One year after the name of Anna Erra (Vic, 1965) began to sound in the gossip of Junts per Catalunya to relieve Laura Borràs as president of the Parliament before her foreseeable suspension as deputy, the management has proposed the leader as a candidate to put an end to a little more than ten months of interim in the Catalan Chamber. On Friday she will be elected by the plenary session with the votes in favor of JxCat and Esquerra Republicana; and with the abstention of the CUP, which already opted for that option with Borràs in March 2021.

Erra entered the pools after announcing that he would not aspire to a new mandate in the capital of Osona, a convergent traditional stronghold, and obtaining more votes than Borràs in the congress that Junts held in Argelers, in which the party leadership was renewed . She was the second to garner the most support, only behind the general secretary, Jordi Turull. In all this time she has been the preferred candidate for the most pragmatic wing of the formation.

Still acting mayor of Vic, Erra became a deputy in June 2018, after there were resignations in the Junts per Catalunya group, then a coalition of Convergència Democràtica de Catalunya and PDECat with several independents, for the formation of the Government of Quim Torra. She entered due to the resignation of Isabel Ferrer, who had been appointed general director of Civil Protection.

She was also the first president of the Junts national council – a position now held by Josep Rull – for a short period, as well as being vice president of the party. He entered municipal politics in the governments of Convergència and Union in the capital of Osona, with Josep Maria Vila d’Abadal – founder of the Association of Municipalities for Independence (AMI) – as mayor in 2007. In 2015 he was the convergent candidate and in his first mandate he agreed with the PSC. In 2019 he obtained an absolute majority. Before occupying the mayor’s office, she had been a councilor for Education, Culture, Commerce and Tourism and in charge of the municipality’s social area.

In February 2020, just before the pandemic, he had raised some controversy due to statements in a plenary session of Parliament, when he asked, within the framework of the Generalitat’s No em canviïs de llengua campaign, that “autochthonous Catalans” will not speak in Spanish to those people who by their appearance do not seem Catalan, but immediately apologized after criticism from the opposition.
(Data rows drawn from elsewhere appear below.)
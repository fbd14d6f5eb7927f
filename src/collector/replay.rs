//! Trace replay collector.
//!
//! Feeds a recorded input trace (JSON Lines, one event per line) into a
//! bounded channel, optionally paced to the trace's original timing, so the
//! evaluation side consumes replayed events exactly as it would consume live
//! ones. Host-input validation happens here, at the boundary: the scoring
//! core never sees malformed or out-of-order data.

use crate::collector::types::InputEvent;
use crossbeam_channel::{bounded, Receiver, Sender};
use std::path::Path;
use std::sync::atomic::{AtomicBool, Ordering};
use std::sync::Arc;
use std::thread::{self, JoinHandle};
use std::time::Duration;

/// Configuration for which event kinds the collector forwards.
#[derive(Debug, Clone)]
pub struct CollectorConfig {
    pub forward_keystrokes: bool,
    pub forward_pastes: bool,
    /// Replay with the trace's original inter-event delays
    pub paced: bool,
}

impl Default for CollectorConfig {
    fn default() -> Self {
        Self {
            forward_keystrokes: true,
            forward_pastes: true,
            paced: false,
        }
    }
}

/// Errors that can occur while loading or replaying a trace.
#[derive(Debug)]
pub enum CollectorError {
    AlreadyStarted,
    Io(String),
}

impl std::fmt::Display for CollectorError {
    fn fmt(&self, f: &mut std::fmt::Formatter<'_>) -> std::fmt::Result {
        match self {
            CollectorError::AlreadyStarted => write!(f, "Collector has already been started"),
            CollectorError::Io(e) => write!(f, "IO error: {e}"),
        }
    }
}

impl std::error::Error for CollectorError {}

/// Result of parsing a JSON Lines trace.
#[derive(Debug, Default)]
pub struct ParsedTrace {
    /// Events in trace order, timestamps clamped to be non-decreasing
    pub events: Vec<InputEvent>,
    /// Lines that failed to parse and were dropped
    pub skipped_lines: usize,
    /// Events whose timestamp ran backwards and was clamped forward
    pub clamped_events: usize,
}

/// Parse a JSON Lines trace, dropping malformed lines and clamping
/// out-of-order timestamps forward.
pub fn parse_trace(content: &str) -> ParsedTrace {
    let mut parsed = ParsedTrace::default();

    for line in content.lines() {
        let line = line.trim();
        if line.is_empty() {
            continue;
        }
        match serde_json::from_str::<InputEvent>(line) {
            Ok(event) => parsed.events.push(event),
            Err(_) => parsed.skipped_lines += 1,
        }
    }

    let mut last_ms = 0u64;
    for event in &mut parsed.events {
        if event.at_ms() < last_ms {
            parsed.clamped_events += 1;
            match event {
                InputEvent::Keystroke(e) => e.at_ms = last_ms,
                InputEvent::Paste(e) => e.at_ms = last_ms,
            }
        }
        last_ms = event.at_ms();
    }

    parsed
}

/// A collector that replays a recorded trace once.
pub struct ReplayCollector {
    config: CollectorConfig,
    events: Vec<InputEvent>,
    sender: Option<Sender<InputEvent>>,
    receiver: Receiver<InputEvent>,
    running: Arc<AtomicBool>,
    handle: Option<JoinHandle<()>>,
}

impl ReplayCollector {
    /// Create a collector over an in-memory event list.
    pub fn from_events(events: Vec<InputEvent>, config: CollectorConfig) -> Self {
        let (sender, receiver) = bounded(10_000);
        Self {
            config,
            events,
            sender: Some(sender),
            receiver,
            running: Arc::new(AtomicBool::new(false)),
            handle: None,
        }
    }

    /// Load a JSON Lines trace from disk.
    ///
    /// Malformed lines are dropped and out-of-order timestamps clamped, with
    /// a warning on stderr for each kind.
    pub fn from_path(path: &Path, config: CollectorConfig) -> Result<Self, CollectorError> {
        let content =
            std::fs::read_to_string(path).map_err(|e| CollectorError::Io(e.to_string()))?;
        let parsed = parse_trace(&content);

        if parsed.skipped_lines > 0 {
            eprintln!(
                "Warning: skipped {} malformed line(s) in {path:?}",
                parsed.skipped_lines
            );
        }
        if parsed.clamped_events > 0 {
            eprintln!(
                "Warning: clamped {} out-of-order timestamp(s) in {path:?}",
                parsed.clamped_events
            );
        }

        Ok(Self::from_events(parsed.events, config))
    }

    /// Number of events queued for replay.
    pub fn event_count(&self) -> usize {
        self.events.len()
    }

    /// Start replaying on a background thread.
    ///
    /// The channel disconnects once the trace is exhausted, which is how
    /// consumers detect end of replay. A collector replays its trace once;
    /// a second `start` fails.
    pub fn start(&mut self) -> Result<(), CollectorError> {
        let sender = self.sender.take().ok_or(CollectorError::AlreadyStarted)?;
        self.running.store(true, Ordering::SeqCst);

        let events = std::mem::take(&mut self.events);
        let config = self.config.clone();
        let running = self.running.clone();

        self.handle = Some(thread::spawn(move || {
            replay_events(events, &config, &sender, &running);
            running.store(false, Ordering::SeqCst);
        }));

        Ok(())
    }

    /// Stop an in-progress replay and wait for the thread to finish.
    pub fn stop(&mut self) {
        self.running.store(false, Ordering::SeqCst);
        if let Some(handle) = self.handle.take() {
            let _ = handle.join();
        }
    }

    /// Check if the replay thread is still feeding events.
    pub fn is_running(&self) -> bool {
        self.running.load(Ordering::SeqCst)
    }

    /// Get the receiver for replayed events.
    pub fn receiver(&self) -> &Receiver<InputEvent> {
        &self.receiver
    }
}

fn replay_events(
    events: Vec<InputEvent>,
    config: &CollectorConfig,
    sender: &Sender<InputEvent>,
    running: &AtomicBool,
) {
    let mut last_ms = events.first().map(|e| e.at_ms()).unwrap_or(0);

    for event in events {
        if !running.load(Ordering::SeqCst) {
            break;
        }

        if config.paced {
            let mut wait = event.at_ms().saturating_sub(last_ms);
            // Sleep in short slices so stop() stays responsive.
            while wait > 0 && running.load(Ordering::SeqCst) {
                let slice = wait.min(100);
                thread::sleep(Duration::from_millis(slice));
                wait -= slice;
            }
            last_ms = event.at_ms();
        }

        let forward = match &event {
            InputEvent::Keystroke(_) => config.forward_keystrokes,
            InputEvent::Paste(_) => config.forward_pastes,
        };
        if !forward {
            continue;
        }

        // Bounded send with a timeout so stop() can always join this
        // thread, even when the consumer has gone away with a full queue.
        let mut pending = event;
        loop {
            if !running.load(Ordering::SeqCst) {
                return;
            }
            match sender.send_timeout(pending, Duration::from_millis(100)) {
                Ok(()) => break,
                Err(crossbeam_channel::SendTimeoutError::Timeout(ev)) => pending = ev,
                Err(crossbeam_channel::SendTimeoutError::Disconnected(_)) => return,
            }
        }
    }
}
The next president of the Parliament has a degree in Geography and History from the University of Barcelona and a diploma in Teaching from the University of Vic and has worked as a teacher in her town for more than 20 years before taking the step to institutional politics. The fact that she was the second leader in support in the last conclave was a surprise, since she Erra usually has a low-key profile. In fact, when Junts was debating whether or not to leave the Government last October, she did not get wet in public, unlike other deputies.